What this means is that when you visit the site, it does not look like much is there. You can get links to the original (closed access) papers and learn about how many sequences are present for each organism. Accession numbers, or gene names can used to look up a sequence and from other pages you can use BLAST to search the resource with a query sequence.
If you want to know more, you have to know how to look for the information and deal with it in the context in which it is presented. For example, I mentioned that dbEST has grown since January. I knew this because, I looked at the list of organisms and numbers of sequences then and now and noticed that more are reported now. However, to tell you where numbers have increased for which organisms, or whether new organisms have been added would require significant time and effort by either saving the different release reports or digging through the dbEST ftp site. When we return to the story, we’ll do some "ftp archealogy" and dig through dbEST records to begin characterizing the human ESTs.
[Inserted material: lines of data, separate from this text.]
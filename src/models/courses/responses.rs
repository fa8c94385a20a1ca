use serde::{Deserialize, Serialize};
use ts_rs::TS;

use crate::models::common::pagination::PaginationInfo;
use crate::models::courses::entities::Course;

/// 课程列表响应
#[derive(Debug, Clone, Serialize, Deserialize, TS)]
#[ts(export, export_to = "../frontend/src/types/generated/course.ts")]
pub struct CourseListResponse {
    pub items: Vec<Course>,
    pub pagination: PaginationInfo,
}
use actix_web::{HttpRequest, HttpResponse, Result as ActixResult};

use super::RuleService;
use crate::models::rules::responses::RuleListResponse;
use crate::models::{ApiResponse, ErrorCode};

/// 列出全部规则（含约束）
/// GET /rules
pub async fn list_rules(service: &RuleService, request: &HttpRequest) -> ActixResult<HttpResponse> {
    let storage = service.get_storage(request);

    match storage.list_rules().await {
        Ok(items) => {
            Ok(HttpResponse::Ok().json(ApiResponse::success(RuleListResponse { items }, "查询成功")))
        }
        Err(e) => Ok(
            HttpResponse::InternalServerError().json(ApiResponse::error_empty(
                ErrorCode::InternalServerError,
                format!("查询规则列表失败: {e}"),
            )),
        ),
    }
}
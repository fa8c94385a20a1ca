use actix_web::{HttpRequest, HttpResponse, Result as ActixResult};
use tracing::{error, info};

use super::AssignmentService;
use crate::models::assignments::requests::CreateAssignmentRequest;
use crate::models::{ApiResponse, ErrorCode};

/// 创建作业
/// POST /courses/{course_id}/assignments
pub async fn create_assignment(
    service: &AssignmentService,
    request: &HttpRequest,
    course_id: i64,
    req: CreateAssignmentRequest,
) -> ActixResult<HttpResponse> {
    let storage = service.get_storage(request);

    if req.title.trim().is_empty() {
        return Ok(HttpResponse::UnprocessableEntity().json(ApiResponse::error_empty(
            ErrorCode::ValidationFailed,
            "作业标题不能为空",
        )));
    }

    match storage.get_course_by_id(course_id).await {
        Ok(Some(_)) => {}
        Ok(None) => {
            return Ok(HttpResponse::NotFound().json(ApiResponse::error_empty(
                ErrorCode::CourseNotFound,
                "课程不存在",
            )));
        }
        Err(e) => {
            return Ok(
                HttpResponse::InternalServerError().json(ApiResponse::error_empty(
                    ErrorCode::InternalServerError,
                    format!("查询课程失败: {e}"),
                )),
            );
        }
    }

    match storage.create_assignment(course_id, req).await {
        Ok(assignment) => {
            info!("Assignment '{}' created in course {}", assignment.title, course_id);
            Ok(HttpResponse::Created().json(ApiResponse::success(assignment, "作业创建成功")))
        }
        Err(e) => {
            error!("Failed to create assignment: {}", e);
            Ok(
                HttpResponse::InternalServerError().json(ApiResponse::error_empty(
                    ErrorCode::InternalServerError,
                    format!("创建作业失败: {e}"),
                )),
            )
        }
    }
}
use actix_web::{HttpRequest, HttpResponse, Result as ActixResult};

use super::AssignmentService;
use crate::models::{ApiResponse, ErrorCode};

/// 获取作业详情
/// GET /assignments/{assignment_id}
pub async fn get_assignment(
    service: &AssignmentService,
    request: &HttpRequest,
    assignment_id: i64,
) -> ActixResult<HttpResponse> {
    let storage = service.get_storage(request);

    match storage.get_assignment_by_id(assignment_id).await {
        Ok(Some(assignment)) => {
            Ok(HttpResponse::Ok().json(ApiResponse::success(assignment, "查询成功")))
        }
        Ok(None) => Ok(HttpResponse::NotFound().json(ApiResponse::error_empty(
            ErrorCode::AssignmentNotFound,
            "作业不存在",
        ))),
        Err(e) => Ok(
            HttpResponse::InternalServerError().json(ApiResponse::error_empty(
                ErrorCode::InternalServerError,
                format!("查询作业失败: {e}"),
            )),
        ),
    }
}
pub mod aggregate;
pub mod generate;
pub mod keywords;

use actix_web::{HttpRequest, HttpResponse, Result as ActixResult};
use std::sync::Arc;

use crate::storage::Storage;

pub use keywords::{FrequencyKeywordExtractor, KeywordExtractor};

pub struct ReportService {
    storage: Option<Arc<dyn Storage>>,
}

impl ReportService {
    pub fn new_lazy() -> Self {
        Self { storage: None }
    }

    pub(crate) fn get_storage(&self, request: &HttpRequest) -> Arc<dyn Storage> {
        if let Some(storage) = &self.storage {
            storage.clone()
        } else {
            request
                .app_data::<actix_web::web::Data<Arc<dyn Storage>>>()
                .expect("Storage not found in app data")
                .get_ref()
                .clone()
        }
    }

    pub async fn get_artifact_report(
        &self,
        request: &HttpRequest,
        artifact_id: i64,
    ) -> ActixResult<HttpResponse> {
        generate::get_artifact_report(self, request, artifact_id).await
    }

    pub async fn get_artifact_keywords(
        &self,
        request: &HttpRequest,
        artifact_id: i64,
    ) -> ActixResult<HttpResponse> {
        keywords::get_artifact_keywords(self, request, artifact_id).await
    }
}
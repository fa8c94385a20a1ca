use actix_web::{HttpRequest, HttpResponse, Result as ActixResult};

use super::CourseService;
use crate::models::{ApiResponse, ErrorCode};

/// 获取课程详情
/// GET /courses/{course_id}
pub async fn get_course(
    service: &CourseService,
    request: &HttpRequest,
    course_id: i64,
) -> ActixResult<HttpResponse> {
    let storage = service.get_storage(request);

    match storage.get_course_by_id(course_id).await {
        Ok(Some(course)) => Ok(HttpResponse::Ok().json(ApiResponse::success(course, "查询成功"))),
        Ok(None) => Ok(HttpResponse::NotFound().json(ApiResponse::error_empty(
            ErrorCode::CourseNotFound,
            "课程不存在",
        ))),
        Err(e) => Ok(
            HttpResponse::InternalServerError().json(ApiResponse::error_empty(
                ErrorCode::InternalServerError,
                format!("查询课程失败: {e}"),
            )),
        ),
    }
}

/// 通过邀请码获取课程
/// GET /courses/code/{code}
pub async fn get_course_by_code(
    service: &CourseService,
    request: &HttpRequest,
    code: String,
) -> ActixResult<HttpResponse> {
    let storage = service.get_storage(request);

    match storage.get_course_by_code(&code).await {
        Ok(Some(course)) => Ok(HttpResponse::Ok().json(ApiResponse::success(course, "查询成功"))),
        Ok(None) => Ok(HttpResponse::NotFound().json(ApiResponse::error_empty(
            ErrorCode::CourseNotFound,
            "邀请码无效",
        ))),
        Err(e) => Ok(
            HttpResponse::InternalServerError().json(ApiResponse::error_empty(
                ErrorCode::InternalServerError,
                format!("查询课程失败: {e}"),
            )),
        ),
    }
}
use serde::Deserialize;
use ts_rs::TS;

/// 创建规则请求
#[derive(Debug, Deserialize, TS)]
#[ts(export, export_to = "../frontend/src/types/generated/rule.ts")]
pub struct CreateRuleRequest {
    pub name: String,
    pub description: Option<String>,
    pub is_default: Option<bool>,
}

/// 更新规则请求
#[derive(Debug, Deserialize, TS)]
#[ts(export, export_to = "../frontend/src/types/generated/rule.ts")]
pub struct UpdateRuleRequest {
    pub name: Option<String>,
    pub description: Option<String>,
    pub is_default: Option<bool>,
}

/// 规则挂载约束请求
#[derive(Debug, Deserialize, TS)]
#[ts(export, export_to = "../frontend/src/types/generated/rule.ts")]
pub struct AttachConstraintRequest {
    pub constraint_id: i64,
}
1. Eckman B.A., Aaronson J.S., Borkowski J.A., Bailey W.J., Elliston K.O., Williamson A.R., Blevins R.A., 1998. The Merck Gene Index browser: an extensible data integration system for gene finding, gene characterization and EST data mining. Bioinformatics 14, 2-13.
2. Boguski M.S., Lowe T.M., Tolstoshev C.M., 1993. dbEST--database for “expressed sequence tags”. Nat Genet 4, 332-333. See also: http://www.ncbi.nlm.nih.gov/dbEST/
4. Adams M.D., Kelley J.M., Gocayne J.D., Dubnick M., Polymeropoulos M.H., Xiao H., Merril C.R., Wu A., Olde B., Moreno R.F., 1991. Complementary DNA sequencing: expressed sequence tags and human genome project. Science 252, 1651-1656.